Il futuro immaginato da Cronenberg non è mai remoto, ma nasce sempre da una estremizzazione di premesse tecno-estetiche che sono già proprie del nostro presente. Così, le performance di Saul Tenser (Viggo Mortensen) e della sua collaboratrice/amante Caprice (Léa Seydoux) non sono altro che l’ultimo esito spettacolare di quella tendenza a trasformare il corpo in una superficie di iscrizione del segno artistico che dalla body art in poi è uno dei tratti ricorrenti del contemporaneo (il riferimento all’artista Stelarc e alle sue orecchie impiantata nel corpo è in questo senso assolutamente esplicito). “La chirurgia è il nuovo sesso”, si legge su uno degli schermi che accompagnano l’esibizione del duo ed in effetti la dinamica di sguardo che il film ci propone è assolutamente simile a quella pornografica: il corpo di Saul viene aperto e operato a distanza dalla partner, che interagisce con una voluttuosità esplicitamente sessuale con una sorta di console posta sul suo ventre (ossessione di Cronenberg almeno da Videodrome in poi). L’idea si fa ancora più esplicita in una scena successiva, quando i due avranno una sorta di vero e proprio amplesso chirurgico attraverso l’azione delle lame sul corpo di Caprice, a evidenziare come la cancellazione delle percezioni sensoriali che attraversa questo futuro possibile possa essere compensata solo in modo estremo.

Linda Williams, una dei principali teorici dei porn studies ha scritto che ciò che definisce specificamente la pornografia non ha tanto a che vedere con i contenuti più o meno espliciti di un contenuto mediale, quanto piuttosto con il tipo di sguardo che essi implicano. In particolare, secondo Williams, è pornografico ciò che ci permette di scrutare quello che normalmente ci sarebbe inaccessibile. In questo senso, lo spettacolo della chirurgia messo in scena da Crimes of the Future, che dal punto di vista iconografico si richiama esplicitamente all’immaginario del teatro anatomico, non fa che esplicitare il carattere intrinsecamente pornografico del medicale già in qualche modo intravisto da Foucault in Nascita della clinica. Se Saul e Caprice portano alle estreme conseguenze una tendenza diffusa nell’arte contemporanea, il film sviluppa parallelamente una matrice thriller che, più che per il suo sviluppo, risulta interessante per l’insieme di ulteriori temi che esplicita. Il coinvolgimento di Saul in un’indagine sui crimini corporei introduce lo spettatore all’esistenza gruppi di individui che cercano di indurre un’evoluzione biologica negli organismi umani. In particolare, tutta la seconda parte del film ci pone di fronte alla possibilità per l’uomo di ingerire e digerire materiali plastici, proposti in apposite barrette.
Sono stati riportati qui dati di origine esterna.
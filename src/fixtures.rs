//! In-memory builders for tar containers, ZIP archives and fixed-width rows.

use std::io::Write;

use byteorder::{LittleEndian, WriteBytesExt};
use flate2::Compression;
use flate2::write::DeflateEncoder;

use crate::record::city_state::CITY_STATE_RECORD_LEN;
use crate::record::zip4::ZIP4_RECORD_LEN;
use crate::zip::AesStrength;
use crate::zip::crypto::{ZipCryptoKeys, aes_encrypt, derive_aes_keys};

const BLOCK: usize = 512;

fn octal(field: &mut [u8], value: u64) {
    let width = field.len() - 1;
    let text = format!("{value:0width$o}");
    field[..width].copy_from_slice(text.as_bytes());
    field[width] = 0;
}

fn tar_header(name: &str, size: usize, typeflag: u8) -> [u8; BLOCK] {
    let mut h = [0u8; BLOCK];
    let name = name.as_bytes();
    h[..name.len()].copy_from_slice(name);
    octal(&mut h[100..108], 0o644);
    octal(&mut h[108..116], 0);
    octal(&mut h[116..124], 0);
    octal(&mut h[124..136], size as u64);
    octal(&mut h[136..148], 1_700_000_000);
    h[148..156].fill(b' ');
    h[156] = typeflag;
    h[257..263].copy_from_slice(b"ustar\0");
    h[263..265].copy_from_slice(b"00");

    let sum: u32 = h.iter().map(|&b| u32::from(b)).sum();
    let text = format!("{sum:06o}\0 ");
    h[148..156].copy_from_slice(text.as_bytes());
    h
}

fn push_padded(out: &mut Vec<u8>, data: &[u8]) {
    out.extend_from_slice(data);
    let pad = (BLOCK - data.len() % BLOCK) % BLOCK;
    out.extend(std::iter::repeat_n(0u8, pad));
}

/// Build an uncompressed ustar archive; names over 99 bytes use GNU `L` records.
pub fn tar_archive(entries: &[(&str, &[u8])]) -> Vec<u8> {
    let mut out = Vec::new();
    for (name, data) in entries {
        let short = if name.len() > 99 {
            let mut long = name.as_bytes().to_vec();
            long.push(0);
            out.extend_from_slice(&tar_header("././@LongLink", long.len(), b'L'));
            push_padded(&mut out, &long);
            &name[..99]
        } else {
            name
        };
        out.extend_from_slice(&tar_header(short, data.len(), b'0'));
        push_padded(&mut out, data);
    }
    out.extend(std::iter::repeat_n(0u8, BLOCK * 2));
    out
}

#[derive(Debug, Clone, Copy)]
pub enum Method {
    Stored,
    Deflate,
    /// Write the payload as-is under an arbitrary method id.
    Raw(u16),
}

#[derive(Debug, Clone, Copy)]
pub enum Protection {
    None,
    ZipCrypto(&'static str),
    /// Password and AE vendor version (1 or 2); always AES-256.
    Aes(&'static str, u16),
}

struct BuiltEntry {
    name: String,
    flags: u16,
    method: u16,
    crc: u32,
    compressed_size: u32,
    uncompressed_size: u32,
    lfh_offset: u32,
    extra: Vec<u8>,
}

const MOD_TIME: u16 = 0x6a21;
const MOD_DATE: u16 = 0x5863;

/// Writes a single-disk ZIP archive with optional encryption per member.
pub struct ZipBuilder {
    out: Vec<u8>,
    entries: Vec<BuiltEntry>,
    comment: Vec<u8>,
}

impl ZipBuilder {
    pub fn new() -> Self {
        Self {
            out: Vec::new(),
            entries: Vec::new(),
            comment: Vec::new(),
        }
    }

    pub fn comment(mut self, comment: &[u8]) -> Self {
        self.comment = comment.to_vec();
        self
    }

    pub fn add(mut self, name: &str, data: &[u8], method: Method, protection: Protection) -> Self {
        let crc = crc32fast::hash(data);
        let (method_id, compressed) = match method {
            Method::Stored => (0u16, data.to_vec()),
            Method::Raw(id) => (id, data.to_vec()),
            Method::Deflate => {
                let mut enc = DeflateEncoder::new(Vec::new(), Compression::default());
                enc.write_all(data).unwrap();
                (8u16, enc.finish().unwrap())
            }
        };

        let (flags, stored_method, stored_crc, payload, extra) = match protection {
            Protection::None => (0u16, method_id, crc, compressed, Vec::new()),
            Protection::ZipCrypto(password) => {
                let mut keys = ZipCryptoKeys::new(password.as_bytes());
                let mut header: Vec<u8> = (0..11u8).map(|i| i.wrapping_mul(37) ^ 0x5c).collect();
                header.push((crc >> 24) as u8);
                let payload = header
                    .iter()
                    .chain(compressed.iter())
                    .map(|&b| keys.encrypt_byte(b))
                    .collect();
                (0x0001, method_id, crc, payload, Vec::new())
            }
            Protection::Aes(password, version) => {
                let strength = AesStrength::Aes256;
                let salt: Vec<u8> = (0..strength.salt_len() as u8)
                    .map(|i| i ^ self.entries.len() as u8)
                    .collect();
                let keys = derive_aes_keys(password.as_bytes(), &salt, strength);
                let mut body = compressed;
                let code = aes_encrypt(strength, &keys, &mut body);

                let mut payload = salt;
                payload.extend_from_slice(&keys.verifier);
                payload.extend_from_slice(&body);
                payload.extend_from_slice(&code);

                let mut extra = Vec::new();
                extra.write_u16::<LittleEndian>(0x9901).unwrap();
                extra.write_u16::<LittleEndian>(7).unwrap();
                extra.write_u16::<LittleEndian>(version).unwrap();
                extra.extend_from_slice(b"AE");
                extra.push(strength.as_u8());
                extra.write_u16::<LittleEndian>(method_id).unwrap();

                let stored_crc = if version == 2 { 0 } else { crc };
                (0x0001, 99u16, stored_crc, payload, extra)
            }
        };

        let entry = BuiltEntry {
            name: name.to_string(),
            flags,
            method: stored_method,
            crc: stored_crc,
            compressed_size: payload.len() as u32,
            uncompressed_size: data.len() as u32,
            lfh_offset: self.out.len() as u32,
            extra,
        };

        let out = &mut self.out;
        out.extend_from_slice(b"PK\x03\x04");
        out.write_u16::<LittleEndian>(20).unwrap();
        out.write_u16::<LittleEndian>(entry.flags).unwrap();
        out.write_u16::<LittleEndian>(entry.method).unwrap();
        out.write_u16::<LittleEndian>(MOD_TIME).unwrap();
        out.write_u16::<LittleEndian>(MOD_DATE).unwrap();
        out.write_u32::<LittleEndian>(entry.crc).unwrap();
        out.write_u32::<LittleEndian>(entry.compressed_size).unwrap();
        out.write_u32::<LittleEndian>(entry.uncompressed_size).unwrap();
        out.write_u16::<LittleEndian>(entry.name.len() as u16).unwrap();
        out.write_u16::<LittleEndian>(entry.extra.len() as u16).unwrap();
        out.extend_from_slice(entry.name.as_bytes());
        out.extend_from_slice(&entry.extra);
        out.extend_from_slice(&payload);

        self.entries.push(entry);
        self
    }

    pub fn finish(mut self) -> Vec<u8> {
        let cd_offset = self.out.len() as u32;
        for entry in &self.entries {
            let out = &mut self.out;
            out.extend_from_slice(b"PK\x01\x02");
            out.write_u16::<LittleEndian>(20).unwrap();
            out.write_u16::<LittleEndian>(20).unwrap();
            out.write_u16::<LittleEndian>(entry.flags).unwrap();
            out.write_u16::<LittleEndian>(entry.method).unwrap();
            out.write_u16::<LittleEndian>(MOD_TIME).unwrap();
            out.write_u16::<LittleEndian>(MOD_DATE).unwrap();
            out.write_u32::<LittleEndian>(entry.crc).unwrap();
            out.write_u32::<LittleEndian>(entry.compressed_size).unwrap();
            out.write_u32::<LittleEndian>(entry.uncompressed_size).unwrap();
            out.write_u16::<LittleEndian>(entry.name.len() as u16).unwrap();
            out.write_u16::<LittleEndian>(entry.extra.len() as u16).unwrap();
            out.write_u16::<LittleEndian>(0).unwrap();
            out.write_u16::<LittleEndian>(0).unwrap();
            out.write_u16::<LittleEndian>(0).unwrap();
            out.write_u32::<LittleEndian>(0).unwrap();
            out.write_u32::<LittleEndian>(entry.lfh_offset).unwrap();
            out.extend_from_slice(entry.name.as_bytes());
            out.extend_from_slice(&entry.extra);
        }
        let cd_size = self.out.len() as u32 - cd_offset;

        let count = self.entries.len() as u16;
        let out = &mut self.out;
        out.extend_from_slice(b"PK\x05\x06");
        out.write_u16::<LittleEndian>(0).unwrap();
        out.write_u16::<LittleEndian>(0).unwrap();
        out.write_u16::<LittleEndian>(count).unwrap();
        out.write_u16::<LittleEndian>(count).unwrap();
        out.write_u32::<LittleEndian>(cd_size).unwrap();
        out.write_u32::<LittleEndian>(cd_offset).unwrap();
        out.write_u16::<LittleEndian>(self.comment.len() as u16).unwrap();
        out.extend_from_slice(&self.comment);
        self.out
    }
}

fn put(row: &mut [u8], start: usize, end: usize, value: &str) {
    let field = &mut row[start..end];
    field.fill(b' ');
    let bytes = value.as_bytes();
    let n = bytes.len().min(field.len());
    field[..n].copy_from_slice(&bytes[..n]);
}

/// Builder for a 182-byte ZIP+4 detail row.
pub struct Zip4Row {
    zip: String,
    county: String,
    state: String,
    record_type: String,
    low: String,
    high: String,
}

impl Zip4Row {
    pub fn new(zip: &str, county: &str) -> Self {
        Self {
            zip: zip.to_string(),
            county: county.to_string(),
            state: "NY".into(),
            record_type: "S".into(),
            low: "0001".into(),
            high: "0099".into(),
        }
    }

    pub fn state(mut self, state: &str) -> Self {
        self.state = state.to_string();
        self
    }

    pub fn record_type(mut self, code: &str) -> Self {
        self.record_type = code.to_string();
        self
    }

    pub fn plus4(mut self, low: &str, high: &str) -> Self {
        self.low = low.to_string();
        self.high = high.to_string();
        self
    }

    pub fn build(&self) -> Vec<u8> {
        let mut row = vec![b' '; ZIP4_RECORD_LEN];
        row[0] = b'D';
        put(&mut row, 1, 6, &self.zip);
        put(&mut row, 6, 16, "UPDATEKEY1");
        put(&mut row, 17, 18, &self.record_type);
        put(&mut row, 24, 52, "MAIN ST");
        put(&mut row, 140, 144, &self.low);
        put(&mut row, 144, 148, &self.high);
        put(&mut row, 157, 159, &self.state);
        put(&mut row, 159, 162, &self.county);
        row
    }
}

/// Builder for a 129-byte city/state row.
pub struct CityStateRow {
    code: u8,
    zip: String,
    city: String,
    state: String,
    county_number: String,
    county_name: String,
}

impl CityStateRow {
    pub fn new(zip: &str, city: &str) -> Self {
        Self {
            code: b'D',
            zip: zip.to_string(),
            city: city.to_string(),
            state: "NY".into(),
            county_number: "061".into(),
            county_name: "NEW YORK".into(),
        }
    }

    pub fn code(mut self, code: u8) -> Self {
        self.code = code;
        self
    }

    pub fn state(mut self, state: &str) -> Self {
        self.state = state.to_string();
        self
    }

    pub fn county(mut self, number: &str, name: &str) -> Self {
        self.county_number = number.to_string();
        self.county_name = name.to_string();
        self
    }

    pub fn build(&self) -> Vec<u8> {
        let mut row = vec![b' '; CITY_STATE_RECORD_LEN];
        row[0] = self.code;
        put(&mut row, 1, 6, &self.zip);
        put(&mut row, 6, 12, "X12345");
        put(&mut row, 12, 13, "P");
        put(&mut row, 13, 41, &self.city);
        put(&mut row, 41, 54, "ABBR");
        put(&mut row, 54, 55, "B");
        put(&mut row, 55, 56, "Y");
        put(&mut row, 56, 62, "X12345");
        put(&mut row, 62, 90, &self.city);
        put(&mut row, 90, 91, "Y");
        put(&mut row, 91, 92, "A");
        put(&mut row, 92, 93, "N");
        put(&mut row, 93, 99, "123456");
        put(&mut row, 99, 101, &self.state);
        put(&mut row, 101, 104, &self.county_number);
        put(&mut row, 104, 129, &self.county_name);
        row
    }
}

/// A copyright banner row of the given length.
pub fn copyright_row(len: usize) -> Vec<u8> {
    let mut row = vec![b' '; len];
    let banner = b"CCOPYRIGHT USPS";
    row[..banner.len()].copy_from_slice(banner);
    row
}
Al di là dell’infelice protagonismo che le plastiche hanno nel nostro immaginario culturale, Cronenberg sta qui spingendosi verso una nuova dimensione d’indagine (forse già intravista in Brood) che a partire dalle modificazioni del corpo ragiona sulla loro sedimentazione nel codice genetico, in direzione di una possibile palingenesi (o, quantomeno, genesi alternativa) dell’umano. In un contesto globale che sembra avvicinarsi ogni giorno di più alle plumbee atmosfere presentate in Crimes of the Future non è poi così sorprendente che Cronenberg abbia incominciato a spostare il suo sguardo sulle possibili coordinate di una nuova esistenza futura, per incominciare a capire se (e come) abitare un pianeta per il quale il nostro corpo biologico sembra sempre meno equipaggiato.